Brasileiros ressaltam que prata conquistada no badminton do Pan valem como ouro

A velha máxima que diz que nem tudo que reluz é ouro fez todo sentido nesta quarta-feira. Isso porque, apesar de o Brasil ter perdido as duas finais de duplas no badminton nos Jogos Pan-Americanos de Toronto, os brasileiros fizeram história.

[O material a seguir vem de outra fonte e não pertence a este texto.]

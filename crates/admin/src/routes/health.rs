//! Health check endpoints.

use axum::{Router, extract::State, http::StatusCode, routing::get};

use crate::state::AppState;

/// Build the health router.
pub fn router() -> Router<AppState> {
    Router::new()
        .route("/health", get(health))
        .route("/health/ready", get(readiness))
}

/// Liveness health check endpoint.
///
/// Returns "ok" if the server is running. Does not check dependencies.
async fn health() -> &'static str {
    "ok"
}

/// Readiness health check endpoint.
///
/// Verifies database connectivity before returning OK.
/// Returns 503 Service Unavailable if the database is not reachable.
async fn readiness(State(state): State<AppState>) -> StatusCode {
    match sqlx::query("SELECT 1").fetch_one(state.pool()).await {
        Ok(_) => StatusCode::OK,
        Err(_) => StatusCode::SERVICE_UNAVAILABLE,
    }
}
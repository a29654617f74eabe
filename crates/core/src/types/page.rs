//! Pagination types shared by all list endpoints.
//!
//! Every listing endpoint accepts the same query parameters (`page`, `limit`,
//! `search`) and returns the same `pagination` metadata object. The math
//! lives here so each entity's repository only supplies a total count and a
//! page of records.

use serde::{Deserialize, Serialize};

/// Default page size when the client does not specify `limit`.
pub const DEFAULT_PAGE_LIMIT: i64 = 10;

/// Common query parameters for list endpoints.
///
/// `page` is 1-based; values below 1 are clamped to 1. An absent or empty
/// `search` matches everything.
#[derive(Debug, Clone, Default, Deserialize)]
pub struct ListParams {
    /// Requested page number (1-based).
    pub page: Option<i64>,
    /// Requested page size.
    pub limit: Option<i64>,
    /// Free-text search string.
    pub search: Option<String>,
}

impl ListParams {
    /// The effective page number (>= 1).
    #[must_use]
    pub fn page(&self) -> i64 {
        self.page.unwrap_or(1).max(1)
    }

    /// The effective page size (>= 1).
    #[must_use]
    pub fn limit(&self) -> i64 {
        self.limit.unwrap_or(DEFAULT_PAGE_LIMIT).max(1)
    }

    /// The number of records to skip for the effective page.
    #[must_use]
    pub fn offset(&self) -> i64 {
        (self.page() - 1) * self.limit()
    }

    /// The trimmed search string, or `None` when absent or empty.
    #[must_use]
    pub fn search(&self) -> Option<&str> {
        self.search.as_deref().map(str::trim).filter(|s| !s.is_empty())
    }
}

/// Pagination metadata returned alongside every page of records.
#[derive(Debug, Clone, Copy, PartialEq, Eq, Serialize, Deserialize)]
pub struct PageMeta {
    /// Total number of records matching the filter.
    pub total: i64,
    /// The page that was returned (1-based).
    pub page: i64,
    /// The page size that was applied.
    pub limit: i64,
    /// Total number of pages (`ceil(total / limit)`).
    #[serde(rename = "totalPages")]
    pub total_pages: i64,
}

impl PageMeta {
    /// Compute pagination metadata for a result set.
    ///
    /// A page beyond the last page is not an error; the caller returns an
    /// empty record list with this metadata intact.
    #[must_use]
    pub fn new(total: i64, params: &ListParams) -> Self {
        let limit = params.limit();
        Self {
            total,
            page: params.page(),
            limit,
            // Ceiling division; limit is clamped to >= 1 by `ListParams`.
            total_pages: (total + limit - 1) / limit,
        }
    }
}

/// A page of records plus its metadata.
#[derive(Debug, Clone)]
pub struct Page<T> {
    /// The records on this page.
    pub records: Vec<T>,
    /// Pagination metadata.
    pub meta: PageMeta,
}

impl<T> Page<T> {
    /// Bundle records with their metadata.
    #[must_use]
    pub const fn new(records: Vec<T>, meta: PageMeta) -> Self {
        Self { records, meta }
    }
}

#[cfg(test)]
#[allow(clippy::unwrap_used)]
mod tests {
    use super::*;

    fn params(page: i64, limit: i64) -> ListParams {
        ListParams {
            page: Some(page),
            limit: Some(limit),
            search: None,
        }
    }

    #[test]
    fn test_defaults() {
        let p = ListParams::default();
        assert_eq!(p.page(), 1);
        assert_eq!(p.limit(), DEFAULT_PAGE_LIMIT);
        assert_eq!(p.offset(), 0);
        assert_eq!(p.search(), None);
    }

    #[test]
    fn test_page_clamped_to_one() {
        let p = params(0, 10);
        assert_eq!(p.page(), 1);
        assert_eq!(p.offset(), 0);

        let p = params(-3, 10);
        assert_eq!(p.page(), 1);
    }

    #[test]
    fn test_offset_for_second_page() {
        // 25 records, page 2, limit 10 -> records 11-20
        let p = params(2, 10);
        assert_eq!(p.offset(), 10);
        let meta = PageMeta::new(25, &p);
        assert_eq!(
            meta,
            PageMeta {
                total: 25,
                page: 2,
                limit: 10,
                total_pages: 3
            }
        );
    }

    #[test]
    fn test_page_beyond_last_keeps_total() {
        let p = params(9, 10);
        let meta = PageMeta::new(25, &p);
        assert_eq!(meta.page, 9);
        assert_eq!(meta.total, 25);
        assert_eq!(meta.total_pages, 3);
    }

    #[test]
    fn test_total_pages_exact_division() {
        let meta = PageMeta::new(30, &params(1, 10));
        assert_eq!(meta.total_pages, 3);
    }

    #[test]
    fn test_total_pages_empty() {
        let meta = PageMeta::new(0, &params(1, 10));
        assert_eq!(meta.total_pages, 0);
    }

    #[test]
    fn test_total_pages_rounds_up() {
        assert_eq!(PageMeta::new(1, &params(1, 10)).total_pages, 1);
        assert_eq!(PageMeta::new(11, &params(1, 10)).total_pages, 2);
        assert_eq!(PageMeta::new(7, &params(1, 1)).total_pages, 7);
    }

    #[test]
    fn test_blank_search_is_none() {
        let p = ListParams {
            search: Some("   ".to_owned()),
            ..ListParams::default()
        };
        assert_eq!(p.search(), None);

        let p = ListParams {
            search: Some(" lotion ".to_owned()),
            ..ListParams::default()
        };
        assert_eq!(p.search(), Some("lotion"));
    }

    #[test]
    fn test_meta_serializes_total_pages_camel_case() {
        let meta = PageMeta::new(25, &params(2, 10));
        let json = serde_json::to_value(&meta).unwrap();
        assert_eq!(json["totalPages"], 3);
        assert_eq!(json["total"], 25);
    }
}
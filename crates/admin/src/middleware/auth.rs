//! Authentication extractors.
//!
//! Provides the extractor that gates every admin endpoint behind a
//! logged-in session. This is a JSON-only API, so a missing or stale
//! session always answers 401 rather than redirecting anywhere.

use axum::{
    Json,
    extract::FromRequestParts,
    http::{StatusCode, request::Parts},
    response::{IntoResponse, Response},
};
use serde_json::json;
use tower_sessions::Session;

use crate::models::{CurrentUser, session_keys};

/// Extractor that requires a logged-in session.
///
/// # Example
///
/// ```rust,ignore
/// async fn protected_handler(
///     RequireAuth(user): RequireAuth,
/// ) -> impl IntoResponse {
///     format!("Hello, {}!", user.firstname)
/// }
/// ```
pub struct RequireAuth(pub CurrentUser);

/// Rejection returned when no valid session is present.
pub struct AuthRejection;

impl IntoResponse for AuthRejection {
    fn into_response(self) -> Response {
        (
            StatusCode::UNAUTHORIZED,
            Json(json!({ "error": "Authentication required" })),
        )
            .into_response()
    }
}

impl<S> FromRequestParts<S> for RequireAuth
where
    S: Send + Sync,
{
    type Rejection = AuthRejection;

    async fn from_request_parts(parts: &mut Parts, _state: &S) -> Result<Self, Self::Rejection> {
        // The session is placed in extensions by SessionManagerLayer.
        let session = parts.extensions.get::<Session>().ok_or(AuthRejection)?;

        let user: CurrentUser = session
            .get(session_keys::CURRENT_USER)
            .await
            .ok()
            .flatten()
            .ok_or(AuthRejection)?;

        Ok(Self(user))
    }
}

/// Store the logged-in user in the session.
///
/// # Errors
///
/// Returns an error if the session cannot be modified.
pub async fn set_current_user(
    session: &Session,
    user: &CurrentUser,
) -> Result<(), tower_sessions::session::Error> {
    session.insert(session_keys::CURRENT_USER, user).await
}

/// Clear the logged-in user from the session (logout).
///
/// # Errors
///
/// Returns an error if the session cannot be modified.
pub async fn clear_current_user(session: &Session) -> Result<(), tower_sessions::session::Error> {
    session
        .remove::<CurrentUser>(session_keys::CURRENT_USER)
        .await?;
    Ok(())
}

Hugo Arthuso e Daniel Paiola, no masculino, e as irmãs Lohaynny e Luana Vicente, no feminino, conquistaram as duas primeiras medalhas de prata para o Brasil na história da competição.

MARCIO DOLZAN, Estadão Conteúdo

15 de julho de 2015 | 20h41

As irmãs Vicente foram categóricas ao destacar a importância da medalha. "Acho que é a primeira de muitas. Só de chegar à final já éramos campeãs porque nunca houve uma medalha no feminino", declarou Luana. "Somos as primeiras e esta medalha tem pra mim o peso de um ouro".

Apesar da prata e do bom momento na carreira - elas ocupam o 35.º lugar no ranking mundial de duplas -, Luana e Lohaynny não têm presença garantida na Olimpíada do próximo ano, no Rio. Por ser sede, o Brasil tem direito apenas a uma vaga no torneio de simples do masculino e uma no feminino. Para disputar a dupla, o País precisa melhorar no ranking mundial.

A medalha de prata também foi comemorada no masculino. "Como nós somos uma modalidade pequena, o Pan tem muita importância para nós. A modalidade ganha com a nossa prata e a das meninas", considerou Daniel Paiola, que formou dupla com Hugo Arthuso. "Perdemos hoje (quarta-feira), mas vamos ganhar nas próximas".